### Saved data entries
┄┄┄┄┄┄┄┄┄┄┄┄┄┄┄┄┄┄┄┄

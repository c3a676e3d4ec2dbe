//! Test utilities for Chaturbhuj.
//!
//! Point set generators and helpers for comparing results as sets.

#![allow(dead_code)]

use std::collections::BTreeSet;

use chaturbhuj::{Point, Rectangle};

/// Full grid over the given X and Y values.
pub fn grid(xs: &[i64], ys: &[i64]) -> Vec<Point> {
    xs.iter()
        .flat_map(|&x| ys.iter().map(move |&y| Point::new(x, y)))
        .collect()
}

/// Full `n` x `m` grid with unit spacing starting at the origin.
pub fn unit_grid(n: i64, m: i64) -> Vec<Point> {
    let xs: Vec<i64> = (0..n).collect();
    let ys: Vec<i64> = (0..m).collect();
    grid(&xs, &ys)
}

/// Binomial coefficient C(n, 2).
pub fn choose2(n: usize) -> usize {
    n * n.saturating_sub(1) / 2
}

/// Rectangles as a set of canonical corner tuples.
pub fn corner_set(rects: &[Rectangle]) -> BTreeSet<[(i64, i64); 4]> {
    rects
        .iter()
        .map(|r| r.ordered_points().map(|p| (p.x, p.y)))
        .collect()
}

/// Scattered points with a few embedded rectangles and plenty of noise.
pub fn scattered(seed: u64, count: usize) -> Vec<Point> {
    use rand::rngs::StdRng;
    use rand::{Rng, SeedableRng};

    let mut rng = StdRng::seed_from_u64(seed);
    (0..count)
        .map(|_| Point::new(rng.gen_range(-6..6), rng.gen_range(-6..6)))
        .collect()
}

/// Count rectangles by brute force over all unique point quadruples' diagonals.
pub fn brute_force_count(points: &[Point]) -> usize {
    let unique: BTreeSet<(i64, i64)> = points.iter().map(|p| (p.x, p.y)).collect();
    let unique: Vec<(i64, i64)> = unique.into_iter().collect();

    let mut count = 0;
    for (i, &(x1, y1)) in unique.iter().enumerate() {
        for &(x2, y2) in &unique[i + 1..] {
            // Count each rectangle once via its lower-left / upper-right diagonal
            if x1 < x2
                && y1 < y2
                && unique.binary_search(&(x1, y2)).is_ok()
                && unique.binary_search(&(x2, y1)).is_ok()
            {
                count += 1;
            }
        }
    }
    count
}
//! Input configuration section.

use serde::{Deserialize, Serialize};

use super::defaults;

/// Input settings section
#[derive(Clone, Debug, Serialize, Deserialize)]
pub struct InputSection {
    /// JSON file holding the point list
    #[serde(default = "defaults::points_path")]
    pub points_path: String,
}

impl Default for InputSection {
    fn default() -> Self {
        Self {
            points_path: defaults::points_path(),
        }
    }
}
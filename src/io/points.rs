//! Point list loading.

use std::fs::File;
use std::io::{BufReader, Read};
use std::path::Path;

use crate::core::Point;
use crate::error::Result;

/// Decode a JSON array of point records.
pub fn read_points<R: Read>(reader: R) -> Result<Vec<Point>> {
    let points: Vec<Point> = serde_json::from_reader(reader)?;
    Ok(points)
}

/// Load a JSON array of point records from a file.
pub fn load_points(path: &Path) -> Result<Vec<Point>> {
    let file = File::open(path)?;
    let points = read_points(BufReader::new(file))?;
    log::debug!("Loaded {} points from {}", points.len(), path.display());
    Ok(points)
}
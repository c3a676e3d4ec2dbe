//! Default value functions for serde deserialization.

pub fn points_path() -> String {
    "data_points_16.json".to_string()
}

pub fn config_path() -> &'static str {
    "configs/config.yaml"
}
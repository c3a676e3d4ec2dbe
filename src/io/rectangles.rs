//! Rectangle export as JSON records.

use std::fs::File;
use std::io::{BufReader, BufWriter, Read, Write};
use std::path::Path;

use crate::core::{Rectangle, RectangleRecord};
use crate::error::Result;

/// Write rectangles as a pretty JSON array of records.
pub fn write_rectangles<W: Write>(writer: W, rects: &[Rectangle]) -> Result<()> {
    let records: Vec<RectangleRecord> = rects.iter().map(RectangleRecord::from).collect();
    serde_json::to_writer_pretty(writer, &records)?;
    Ok(())
}

/// Save rectangles to a JSON file, creating parent directories as needed.
pub fn save_rectangles(path: &Path, rects: &[Rectangle]) -> Result<()> {
    if let Some(parent) = path.parent().filter(|p| !p.as_os_str().is_empty()) {
        std::fs::create_dir_all(parent)?;
    }
    let mut writer = BufWriter::new(File::create(path)?);
    write_rectangles(&mut writer, rects)?;
    writer.flush()?;
    log::info!("Saved {} rectangles to {}", rects.len(), path.display());
    Ok(())
}

/// Decode a JSON array of rectangle records.
///
/// Records that are not axis-aligned rectangles are rejected.
pub fn read_rectangles<R: Read>(reader: R) -> Result<Vec<Rectangle>> {
    let rects: Vec<Rectangle> = serde_json::from_reader(reader)?;
    Ok(rects)
}

/// Load rectangles previously written by [`save_rectangles`].
pub fn load_rectangles(path: &Path) -> Result<Vec<Rectangle>> {
    read_rectangles(BufReader::new(File::open(path)?))
}
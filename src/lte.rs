//! LTE quadratic permutation polynomial (QPP) interleaver law

use crate::Error;

/// Information lengths and QPP coefficients `(K, f1, f2)` of Table 5.1.3-3 of 3GPP TS 36.212
const QPP_COEFFICIENTS: [(usize, usize, usize); 188] = [
    (40, 3, 10), (48, 7, 12), (56, 19, 42), (64, 7, 16), (72, 7, 18), (80, 11, 20), (88, 5, 22),
    (96, 11, 24), (104, 7, 26), (112, 41, 84), (120, 103, 90), (128, 15, 32), (136, 9, 34),
    (144, 17, 108), (152, 9, 38), (160, 21, 120), (168, 101, 84), (176, 21, 44), (184, 57, 46),
    (192, 23, 48), (200, 13, 50), (208, 27, 52), (216, 11, 36), (224, 27, 56), (232, 85, 58),
    (240, 29, 60), (248, 33, 62), (256, 15, 32), (264, 17, 198), (272, 33, 68), (280, 103, 210),
    (288, 19, 36), (296, 19, 74), (304, 37, 76), (312, 19, 78), (320, 21, 120), (328, 21, 82),
    (336, 115, 84), (344, 193, 86), (352, 21, 44), (360, 133, 90), (368, 81, 46), (376, 45, 94),
    (384, 23, 48), (392, 243, 98), (400, 151, 40), (408, 155, 102), (416, 25, 52), (424, 51, 106),
    (432, 47, 72), (440, 91, 110), (448, 29, 168), (456, 29, 114), (464, 247, 58), (472, 29, 118),
    (480, 89, 180), (488, 91, 122), (496, 157, 62), (504, 55, 84), (512, 31, 64), (528, 17, 66),
    (544, 35, 68), (560, 227, 420), (576, 65, 96), (592, 19, 74), (608, 37, 76), (624, 41, 234),
    (640, 39, 80), (656, 185, 82), (672, 43, 252), (688, 21, 86), (704, 155, 44), (720, 79, 120),
    (736, 139, 92), (752, 23, 94), (768, 217, 48), (784, 25, 98), (800, 17, 80), (816, 127, 102),
    (832, 25, 52), (848, 239, 106), (864, 17, 48), (880, 137, 110), (896, 215, 112),
    (912, 29, 114), (928, 15, 58), (944, 147, 118), (960, 29, 60), (976, 59, 122), (992, 65, 124),
    (1008, 55, 84), (1024, 31, 64), (1056, 17, 66), (1088, 171, 204), (1120, 67, 140),
    (1152, 35, 72), (1184, 19, 74), (1216, 39, 76), (1248, 19, 78), (1280, 199, 240),
    (1312, 21, 82), (1344, 211, 252), (1376, 21, 86), (1408, 43, 88), (1440, 149, 60),
    (1472, 45, 92), (1504, 49, 846), (1536, 71, 48), (1568, 13, 28), (1600, 17, 80),
    (1632, 25, 102), (1664, 183, 104), (1696, 55, 954), (1728, 127, 96), (1760, 27, 110),
    (1792, 29, 112), (1824, 29, 114), (1856, 57, 116), (1888, 45, 354), (1920, 31, 120),
    (1952, 59, 610), (1984, 185, 124), (2016, 113, 420), (2048, 31, 64), (2112, 17, 66),
    (2176, 171, 136), (2240, 209, 420), (2304, 253, 216), (2368, 367, 444), (2432, 265, 456),
    (2496, 181, 468), (2560, 39, 80), (2624, 27, 164), (2688, 127, 504), (2752, 143, 172),
    (2816, 43, 88), (2880, 29, 300), (2944, 45, 92), (3008, 157, 188), (3072, 47, 96),
    (3136, 13, 28), (3200, 111, 240), (3264, 443, 204), (3328, 51, 104), (3392, 51, 212),
    (3456, 451, 192), (3520, 257, 220), (3584, 57, 336), (3648, 313, 228), (3712, 271, 232),
    (3776, 179, 236), (3840, 331, 120), (3904, 363, 244), (3968, 375, 248), (4032, 127, 168),
    (4096, 31, 64), (4160, 33, 130), (4224, 43, 264), (4288, 33, 134), (4352, 477, 408),
    (4416, 35, 138), (4480, 233, 280), (4544, 357, 142), (4608, 337, 480), (4672, 37, 146),
    (4736, 71, 444), (4800, 71, 120), (4864, 37, 152), (4928, 39, 462), (4992, 127, 234),
    (5056, 39, 158), (5120, 39, 80), (5184, 31, 96), (5248, 113, 902), (5312, 41, 166),
    (5376, 251, 336), (5440, 43, 170), (5504, 21, 86), (5568, 43, 174), (5632, 45, 176),
    (5696, 45, 178), (5760, 161, 120), (5824, 89, 182), (5888, 323, 184), (5952, 47, 186),
    (6016, 23, 94), (6080, 47, 190), (6144, 263, 480),
];

/// Returns QPP coefficients `(f1, f2)` for given number of information bits.
///
/// # Errors
///
/// Returns an error if `num_info_bits` is not in Table 5.1.3-3 of 3GPP TS 36.212.
pub fn qpp_coefficients(num_info_bits: usize) -> Result<(usize, usize), Error> {
    QPP_COEFFICIENTS
        .binary_search_by_key(&num_info_bits, |&(k, _, _)| k)
        .map(|index| (QPP_COEFFICIENTS[index].1, QPP_COEFFICIENTS[index].2))
        .map_err(|_| {
            Error::InvalidArgument(format!(
                "Number of information bits {num_info_bits} is not in Table 5.1.3-3 of \
                3GPP TS 36.212"
            ))
        })
}

/// Returns QPP permutation for LTE rate-1/3 turbo code.
///
/// Output index `i` reads input index `(f1 * i + f2 * i^2) mod K`.
///
/// # Errors
///
/// Returns an error if `num_info_bits` is invalid.
///
/// # Examples
///
/// ```
/// use turbo_siso::lte;
///
/// let perm = lte::qpp_permutation(40)?;
/// assert_eq!(perm[.. 4], [0, 13, 6, 19]);
/// # Ok::<(), Box<dyn std::error::Error>>(())
/// ```
pub fn qpp_permutation(num_info_bits: usize) -> Result<Vec<usize>, Error> {
    let (coeff1, coeff2) = qpp_coefficients(num_info_bits)?;
    Ok((0 .. num_info_bits)
        .map(|out_index| ((coeff1 + coeff2 * out_index) * out_index) % num_info_bits)
        .collect())
}

#[cfg(test)]
mod tests_of_functions {
    use super::*;

    #[test]
    fn test_qpp_coefficients() {
        // Invalid input
        assert!(qpp_coefficients(32).is_err());
        assert!(qpp_coefficients(84).is_err());
        assert!(qpp_coefficients(6208).is_err());
        // Valid input
        assert_eq!(qpp_coefficients(40).unwrap(), (3, 10));
        assert_eq!(qpp_coefficients(128).unwrap(), (15, 32));
        assert_eq!(qpp_coefficients(264).unwrap(), (17, 198));
        assert_eq!(qpp_coefficients(4160).unwrap(), (33, 130));
        assert_eq!(qpp_coefficients(6144).unwrap(), (263, 480));
    }

    #[test]
    fn test_table_is_sorted() {
        assert!(QPP_COEFFICIENTS.windows(2).all(|w| w[0].0 < w[1].0));
    }

    #[test]
    fn test_qpp_permutation() {
        for num in 0 .. 60 {
            let num_info_bits = 40 + 8 * num;
            let mut perm = qpp_permutation(num_info_bits).unwrap();
            perm.sort_unstable();
            assert!(perm.into_iter().eq(0 .. num_info_bits));
        }
        for num_info_bits in [528, 1056, 2112, 6144] {
            let mut perm = qpp_permutation(num_info_bits).unwrap();
            perm.sort_unstable();
            assert!(perm.into_iter().eq(0 .. num_info_bits));
        }
        assert!(qpp_permutation(41).is_err());
    }
}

┄┄┄┄┄┄┄┄┄┄┄┄┄┄┄┄┄┄┄┄

### GOAL OF THE EXERCISE
Transcribe the lines above between the line holding "use rand::rngs::StdRng;" and the line holding "let unique: Vec<(i64, i64)>", inclusive, exactly as they stand and with nothing added.

### SOLUTION FOR THIS PROBLEM
    use rand::rngs::StdRng;
    use rand::{Rng, SeedableRng};

    let mut rng = StdRng::seed_from_u64(seed);
    (0..count)
        .map(|_| Point::new(rng.gen_range(-6..6), rng.gen_range(-6..6)))
        .collect()
}

/// Count rectangles by brute force over all unique point quadruples' diagonals.
pub fn brute_force_count(points: &[Point]) -> usize {
    let unique: BTreeSet<(i64, i64)> = points.iter().map(|p| (p.x, p.y)).collect();
    let unique: Vec<(i64, i64)> = unique.into_iter().collect();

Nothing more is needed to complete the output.